I’m driving home while it’s snowing on a Thursday night. I was coming home from work and thinking about the ways in which I would go about moving forward—catching up to the world around me. But still, I was driving, faster and faster on East Paris, going nowhere—not in a rush. I drove in circles around my neighborhood just to admire the way the snow sank into itself like mashed potatoes; thinking about how if I painted it blue, it would look like Speedway slushies in the summer.

I can hear the subdued beat of Phoebe Bridgers’ “Garden Song” reverberating through my head. On repeat, over and over, while I stopped to sit in parking lots, focusing so hard on the falling flakes in attempts to stop them in midair—to somehow make time standstill.

December of last year until January of this year was accompanied by so, so many of those snowy drives and so, so much Phoebe Bridgers. Her music molded me during that time period, defined me in a way, but still allowed me to slip like water through many people’s hands. Punisher, her second studio album, was the soundtrack to my life back then, and in a twisted way, I almost want to dive headfirst into those feelings again just to have her voice constantly humming in my head. In school, doing homework, opening presents on Christmas Day, and those late-night drives; she was there, sitting by my side, whispering in my ear that the blue-grey of the winter sky was more forgiving than it looked.

“Day After Tomorrow,” Phoebe Bridgers’ latest single, has brought a flood of faces and feelings I didn’t remember back into my life. Her voice is ghostly, it dissolves into the air in my room and pushes the stuffiness right out of the atmosphere in here—through my stubborn inclination to keep the door shut tight, always.
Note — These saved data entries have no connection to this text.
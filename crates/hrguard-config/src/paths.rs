//! Path utilities and XDG directory discovery

use std::path::{Path, PathBuf};

use directories::ProjectDirs;

use crate::ConfigError;

/// XDG-compliant paths for hrguard
pub struct Paths {
    project_dirs: Option<ProjectDirs>,
}

impl Paths {
    pub fn new() -> Self {
        Self {
            project_dirs: ProjectDirs::from("com", "hrguard", "hrguard"),
        }
    }

    /// Get user config directory (~/.config/hrguard/)
    pub fn user_config_dir(&self) -> Result<PathBuf, ConfigError> {
        self.project_dirs
            .as_ref()
            .map(|p| p.config_dir().to_path_buf())
            .ok_or_else(|| {
                ConfigError::XdgError("Failed to determine user config directory".to_string())
            })
    }

    /// Get user config file path (~/.config/hrguard/config.toml)
    pub fn user_config_file(&self) -> Result<PathBuf, ConfigError> {
        Ok(self.user_config_dir()?.join("config.toml"))
    }

    /// Get project config file path (hrguard.toml)
    pub fn project_config_file(project_dir: impl AsRef<Path>) -> PathBuf {
        project_dir.as_ref().join("hrguard.toml")
    }

    /// Get local config file path (hrguard.local.toml, gitignored)
    pub fn local_config_file(project_dir: impl AsRef<Path>) -> PathBuf {
        project_dir.as_ref().join("hrguard.local.toml")
    }
}

impl Default for Paths {
    fn default() -> Self {
        Self::new()
    }
}
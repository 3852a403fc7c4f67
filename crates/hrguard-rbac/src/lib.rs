//! # hrguard-rbac: Role-Based Access Control for HR records
//!
//! Decides, for every authenticated principal, which capabilities are
//! exposed and which organizational records (employees, leaves, performance,
//! payroll) the principal may see or mutate:
//! - **Role registry** (6 closed roles)
//! - **Permission matrix** (one fully-populated record per role)
//! - **Scope resolution** (unrestricted, one department, own records, nothing)
//! - **Authorization facade** (`can`, `authorize`, `filter_by_scope`)
//!
//! ## Architecture
//!
//! ```text
//! ┌─────────────────────────────────────────────┐
//! │  Route handler / page                        │
//! └─────────────────┬───────────────────────────┘
//!                   │ Principal + Capability
//!                   ▼
//! ┌─────────────────────────────────────────────┐
//! │  Authorizer                                  │
//! │  ├─ Permission matrix (static table)         │
//! │  ├─ Scope resolver ── DepartmentDirectory    │
//! │  └─ Decision cache (optional)                │
//! └─────────────────┬───────────────────────────┘
//!                   │ AuthorizationDecision
//!                   ▼
//! ┌─────────────────────────────────────────────┐
//! │  Caller applies filter_by_scope to records   │
//! └─────────────────────────────────────────────┘
//! ```
//!
//! ## Roles
//!
//! | Role               | Employees | Payroll | Audit Logs | Company | Scope       |
//! |--------------------|-----------|---------|------------|---------|-------------|
//! | Owner              | ✓ (all)   | ✓       | ✓          | ✓       | All         |
//! | Admin              | ✓ (all)   | ✓       | ✓          | ✗       | All         |
//! | HR Manager         | ✓ (all)   | ✓       | ✗          | ✗       | All         |
//! | HR Specialist      | view/edit | ✗       | ✗          | ✗       | All         |
//! | Department Manager | view      | ✗       | ✗          | ✗       | Department  |
//! | Employee           | ✗         | ✗       | ✗          | ✗       | Self        |
//!
//! ## Fail-Closed
//!
//! Every ambiguity resolves to the more restrictive answer:
//! - An unknown role claim gets the employee record ([`DegradedRoleWarning`])
//! - A department manager whose directory lookup fails, times out or finds
//!   nothing gets [`Scope::None`]
//! - [`Scope::None`] filters every collection to empty
//!
//! ## Example
//!
//! ```
//! use hrguard_directory::Directory;
//! use hrguard_rbac::{Authorizer, Capability, Principal, Role};
//! use hrguard_types::{DepartmentId, PrincipalId};
//!
//! struct Employee { id: PrincipalId, department: DepartmentId }
//!
//! let directory = Directory::new().with_manager(PrincipalId::new(5), DepartmentId::new(1302));
//! let authorizer = Authorizer::new(directory);
//!
//! let staff = vec![
//!     Employee { id: PrincipalId::new(1), department: DepartmentId::new(1302) },
//!     Employee { id: PrincipalId::new(2), department: DepartmentId::new(1400) },
//! ];
//!
//! let manager = Principal::new(PrincipalId::new(5), Role::DepartmentManager);
//! let decision = authorizer.authorize(&manager, Capability::ViewEmployees);
//! let scope = decision.require()?;
//!
//! let visible = authorizer.filter_by_scope(&staff, scope, |e| e.department, |e| e.id);
//! assert_eq!(visible.len(), 1);
//! assert_eq!(visible[0].id, PrincipalId::new(1));
//! # Ok::<(), Box<dyn std::error::Error>>(())
//! ```

pub mod cache;
pub mod capabilities;
pub mod enforcement;
pub mod permissions;
pub mod principal;
pub mod resources;
pub mod roles;
pub mod scope;

// Re-export commonly used types
pub use cache::{CacheStats, DecisionCache};
pub use capabilities::{Capability, UnknownCapabilityError};
pub use enforcement::{
    AuthorizationDecision, Authorizer, AuthorizerStats, Requirement, UnauthorizedAccess, can,
    filter_by_scope,
};
pub use permissions::{DegradedRoleWarning, Permissions, permissions_for, permissions_for_claim};
pub use principal::Principal;
pub use resources::{Action, Resource, required_capability};
pub use roles::{Role, UnknownRoleError};
pub use scope::{Scope, ScopeResolutionError, ScopeResolver};
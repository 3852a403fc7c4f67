//! Decision cache.
//!
//! Caches authorization decisions keyed by principal id, role and
//! capability. Keying on the role means a principal whose role changed can
//! never hit an entry computed for the old role; [`DecisionCache::invalidate_principal`]
//! additionally drops the stale entries.
//!
//! Entries expire after a TTL so that directory changes (a manager moving
//! department) are picked up without a restart. When the cache is full the
//! least recently used entry is evicted.

use std::num::NonZeroUsize;
use std::sync::atomic::{AtomicU64, Ordering};
use std::time::{Duration, Instant};

use hrguard_types::PrincipalId;
use lru::LruCache;
use parking_lot::Mutex;
use tracing::debug;

use crate::capabilities::Capability;
use crate::enforcement::AuthorizationDecision;
use crate::roles::Role;

/// Default entry time-to-live.
pub const DEFAULT_CACHE_TTL: Duration = Duration::from_secs(60);

/// Default maximum number of cached decisions.
pub const DEFAULT_MAX_ENTRIES: usize = 10_000;

#[derive(Debug, Clone, Copy, PartialEq, Eq, Hash)]
struct CacheKey {
    principal: PrincipalId,
    role: Role,
    capability: Capability,
}

#[derive(Debug, Clone)]
struct CacheEntry {
    decision: AuthorizationDecision,
    created_at: Instant,
}

impl CacheEntry {
    fn is_expired(&self, ttl: Duration) -> bool {
        self.created_at.elapsed() > ttl
    }
}

/// Cache statistics.
#[derive(Debug, Clone, Copy, Default, PartialEq, Eq)]
pub struct CacheStats {
    pub hits: u64,
    pub misses: u64,
    /// Entries dropped to make room for new ones.
    pub evictions: u64,
    pub invalidations: u64,
    pub entries: usize,
}

impl CacheStats {
    /// Fraction of lookups served from the cache.
    pub fn hit_rate(&self) -> f64 {
        let total = self.hits + self.misses;
        if total == 0 {
            0.0
        } else {
            self.hits as f64 / total as f64
        }
    }
}

/// Thread-safe, TTL-bounded LRU decision cache.
#[derive(Debug)]
pub struct DecisionCache {
    entries: Mutex<LruCache<CacheKey, CacheEntry>>,
    ttl: Duration,
    hits: AtomicU64,
    misses: AtomicU64,
    evictions: AtomicU64,
    invalidations: AtomicU64,
}

impl DecisionCache {
    pub fn new() -> Self {
        Self::with_limits(DEFAULT_CACHE_TTL, DEFAULT_MAX_ENTRIES)
    }

    /// Creates a cache with a custom TTL and capacity (at least one entry).
    pub fn with_limits(ttl: Duration, max_entries: usize) -> Self {
        let capacity = NonZeroUsize::new(max_entries).unwrap_or(NonZeroUsize::MIN);
        Self {
            entries: Mutex::new(LruCache::new(capacity)),
            ttl,
            hits: AtomicU64::new(0),
            misses: AtomicU64::new(0),
            evictions: AtomicU64::new(0),
            invalidations: AtomicU64::new(0),
        }
    }

    pub fn ttl(&self) -> Duration {
        self.ttl
    }

    /// Returns the maximum number of entries.
    pub fn capacity(&self) -> usize {
        self.entries.lock().cap().get()
    }

    /// Returns the cached decision, if present and fresh.
    ///
    /// A hit marks the entry as most recently used; an expired entry is
    /// dropped.
    pub fn get(
        &self,
        principal: PrincipalId,
        role: Role,
        capability: Capability,
    ) -> Option<AuthorizationDecision> {
        let key = CacheKey {
            principal,
            role,
            capability,
        };
        let mut entries = self.entries.lock();

        let fresh = match entries.get(&key) {
            Some(entry) if !entry.is_expired(self.ttl) => Some(entry.decision.clone()),
            Some(_) => {
                entries.pop(&key);
                None
            }
            None => None,
        };

        let counter = if fresh.is_some() {
            &self.hits
        } else {
            &self.misses
        };
        counter.fetch_add(1, Ordering::Relaxed);
        fresh
    }

    /// Stores a decision, evicting the least recently used entry if full.
    pub fn insert(
        &self,
        principal: PrincipalId,
        role: Role,
        capability: Capability,
        decision: AuthorizationDecision,
    ) {
        let key = CacheKey {
            principal,
            role,
            capability,
        };
        let entry = CacheEntry {
            decision,
            created_at: Instant::now(),
        };

        let displaced = self.entries.lock().push(key, entry);
        if let Some((evicted, _)) = displaced
            && evicted != key
        {
            self.evictions.fetch_add(1, Ordering::Relaxed);
            debug!(principal = %evicted.principal, "Evicted least recently used decision");
        }
    }

    /// Drops every entry for `principal`, whatever role it was computed for.
    ///
    /// Returns the number of entries removed.
    pub fn invalidate_principal(&self, principal: PrincipalId) -> usize {
        let mut entries = self.entries.lock();
        let stale: Vec<CacheKey> = entries
            .iter()
            .map(|(key, _)| *key)
            .filter(|key| key.principal == principal)
            .collect();
        for key in &stale {
            entries.pop(key);
        }

        self.invalidations.fetch_add(1, Ordering::Relaxed);
        debug!(principal = %principal, removed = stale.len(), "Invalidated cached decisions");
        stale.len()
    }

    /// Drops every entry.
    pub fn clear(&self) {
        self.entries.lock().clear();
    }

    pub fn len(&self) -> usize {
        self.entries.lock().len()
    }

    pub fn is_empty(&self) -> bool {
        self.len() == 0
    }

    pub fn stats(&self) -> CacheStats {
        CacheStats {
            hits: self.hits.load(Ordering::Relaxed),
            misses: self.misses.load(Ordering::Relaxed),
            evictions: self.evictions.load(Ordering::Relaxed),
            invalidations: self.invalidations.load(Ordering::Relaxed),
            entries: self.len(),
        }
    }
}

impl Default for DecisionCache {
    fn default() -> Self {
        Self::new()
    }
}
//! Semantic color palette for terminal output.

use owo_colors::{OwoColorize, Style};

/// Trait extension to apply semantic styles.
pub trait SemanticStyle: Sized {
    /// Green bold, for grants.
    fn success(&self) -> String;
    /// Red bold, for denials.
    fn error(&self) -> String;
    /// Yellow, for degraded claims.
    fn warning(&self) -> String;
    fn muted(&self) -> String;
    fn header(&self) -> String;
}

fn styled(value: &impl std::fmt::Display, style: Style) -> String {
    if super::no_color() {
        value.to_string()
    } else {
        value.style(style).to_string()
    }
}

impl<T: std::fmt::Display> SemanticStyle for T {
    fn success(&self) -> String {
        styled(self, Style::new().green().bold())
    }

    fn error(&self) -> String {
        styled(self, Style::new().red().bold())
    }

    fn warning(&self) -> String {
        styled(self, Style::new().yellow())
    }

    fn muted(&self) -> String {
        styled(self, Style::new().dimmed())
    }

    fn header(&self) -> String {
        styled(self, Style::new().bold())
    }
}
It reads as the summation of all of her work as a whole, with lyrics such as, “I still believe that there’s gold at the end of the world, and I’ll come home to Illinois on the day after tomorrow.” Her voice is dripping with desperation, fighting its way out of the bleak places it’s been stuck in for so long. 

Her lyrics are paired with soft hues of blue that occasionally flare up red—if only for a second. It’s screaming in a room full of people without anyone turning their heads because it all just comes out as a whisper, faint yes, but packed full of raw emotion, nonetheless.

This track chronicles the fight towards keeping your promises but falling short and still being hurt by everyone’s disappointment. It’s so hard to put that feeling into words. I’ve been trying for a year now but always fall short. But she doesn’t, and listening to this song makes me feel like I’m not alone in the dark at night, and the jagged edges of the shadows creeping up and up further on my walls soften their edges.

“Day After Tomorrow” doesn’t try to pull you out of all the dark places, but instead offers up a cup of warm coffee held in a mittened hand—sitting with you in a way that makes you appreciate the way you feel right now, for the first time.